TASK:
Return the records below word for word.

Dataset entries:
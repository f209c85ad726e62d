use crate::category::Category;

/// Prompt for the first pass: list the qualifying institutions of one
/// category in one country, constrained by the listing rules and the
/// category membership test.
pub fn build_primary_prompt(country: &str, category: Category, max_items: usize) -> String {
    format!(
        "You are an expert in electricity-sector institutional structures.\n\n\
         Country: {country}\n\
         Category required: {key} ({desc})\n\n\
         Decision process (follow strictly):\n\
         1) Determine the institutional structure relevant to this category:\n\
         \x20  - Centralized single national body\n\
         \x20  - Multiple legally designated bodies by region\n\
         \x20  - ISO/RTO structure (regional system operators)\n\
         \x20  - Split authority across multiple formal agencies\n\n\
         2) Listing rules:\n\
         - If centralized: return ONLY the single primary national-level institution.\n\
         - If multiple legally designated bodies exist: return ALL primary bodies (national or \
         formally designated regions), but do not exceed max.\n\
         - If ISO/RTO structure exists (e.g., US): return the primary regional system operators \
         (avoid minor/subregional ones), but do not exceed max.\n\
         - Never list provincial/municipal entities.\n\
         - Never list NGOs, industry associations, donor programs, or advisory councils.\n\n\
         Category tests:\n{tests}\n\
         Hard cap: Return no more than {max_items} items.\n\
         If none exists for this category, return items as an empty array.\n\n\
         Output requirements:\n\
         - Return JSON only.\n\
         - For each item, you MUST return ALL fields (use empty string \"\" when unknown):\n\
         \x20 name, also_known_as, official_website, confidence, evidence, comment\n\
         - confidence must be HIGH, MED, or LOW.\n",
        country = country,
        key = category.key(),
        desc = category.description(),
        tests = category.test_block(),
        max_items = max_items,
    )
}

/// Prompt for the optional second pass: confirm or correct a single
/// candidate, or return an empty array if no qualifying institution exists.
pub fn build_verify_prompt(country: &str, category: Category, candidate_name: &str) -> String {
    format!(
        "You are validating a candidate institution name for a country and category.\n\n\
         Country: {country}\n\
         Category: {key} ({desc})\n\
         Candidate: {candidate_name}\n\n\
         Task:\n\
         If the candidate is truly a correct primary match for the category, keep it (may \
         correct official naming).\n\
         If not, replace it with the correct primary institution (or return empty if none \
         exists).\n\n\
         Rules:\n\
         - Do not overlist. Prefer only primary bodies.\n\
         - Never mix categories.\n\
         {tests}\n\
         - Return JSON only.\n\
         - You MUST return ALL fields (use empty string \"\" when unknown):\n\
         \x20 name, also_known_as, official_website, confidence, evidence, comment\n\
         - confidence MUST be HIGH, MED, or LOW.\n",
        country = country,
        key = category.key(),
        desc = category.description(),
        candidate_name = candidate_name,
        tests = category.test_block(),
    )
}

OUTPUT OF THE TASK:
repository f209c85ad726e62d
use crate::category::Category;

/// Prompt for the first pass: list the qualifying institutions of one
/// category in one country, constrained by the listing rules and the
/// category membership test.
pub fn build_primary_prompt(country: &str, category: Category, max_items: usize) -> String {
    format!(
        "You are an expert in electricity-sector institutional structures.\n\n\
         Country: {country}\n\
         Category required: {key} ({desc})\n\n\
         Decision process (follow strictly):\n\
         1) Determine the institutional structure relevant to this category:\n\
         \x20  - Centralized single national body\n\
         \x20  - Multiple legally designated bodies by region\n\
         \x20  - ISO/RTO structure (regional system operators)\n\
         \x20  - Split authority across multiple formal agencies\n\n\
         2) Listing rules:\n\
         - If centralized: return ONLY the single primary national-level institution.\n\
         - If multiple legally designated bodies exist: return ALL primary bodies (national or \
         formally designated regions), but do not exceed max.\n\
         - If ISO/RTO structure exists (e.g., US): return the primary regional system operators \
         (avoid minor/subregional ones), but do not exceed max.\n\
         - Never list provincial/municipal entities.\n\
         - Never list NGOs, industry associations, donor programs, or advisory councils.\n\n\
         Category tests:\n{tests}\n\
         Hard cap: Return no more than {max_items} items.\n\
         If none exists for this category, return items as an empty array.\n\n\
         Output requirements:\n\
         - Return JSON only.\n\
         - For each item, you MUST return ALL fields (use empty string \"\" when unknown):\n\
         \x20 name, also_known_as, official_website, confidence, evidence, comment\n\
         - confidence must be HIGH, MED, or LOW.\n",
        country = country,
        key = category.key(),
        desc = category.description(),
        tests = category.test_block(),
        max_items = max_items,
    )
}

/// Prompt for the optional second pass: confirm or correct a single
/// candidate, or return an empty array if no qualifying institution exists.
pub fn build_verify_prompt(country: &str, category: Category, candidate_name: &str) -> String {
    format!(
        "You are validating a candidate institution name for a country and category.\n\n\
         Country: {country}\n\
         Category: {key} ({desc})\n\
         Candidate: {candidate_name}\n\n\
         Task:\n\
         If the candidate is truly a correct primary match for the category, keep it (may \
         correct official naming).\n\
         If not, replace it with the correct primary institution (or return empty if none \
         exists).\n\n\
         Rules:\n\
         - Do not overlist. Prefer only primary bodies.\n\
         - Never mix categories.\n\
         {tests}\n\
         - Return JSON only.\n\
         - You MUST return ALL fields (use empty string \"\" when unknown):\n\
         \x20 name, also_known_as, official_website, confidence, evidence, comment\n\
         - confidence MUST be HIGH, MED, or LOW.\n",
        country = country,
        key = category.key(),
        desc = category.description(),
        candidate_name = candidate_name,
        tests = category.test_block(),
    )
}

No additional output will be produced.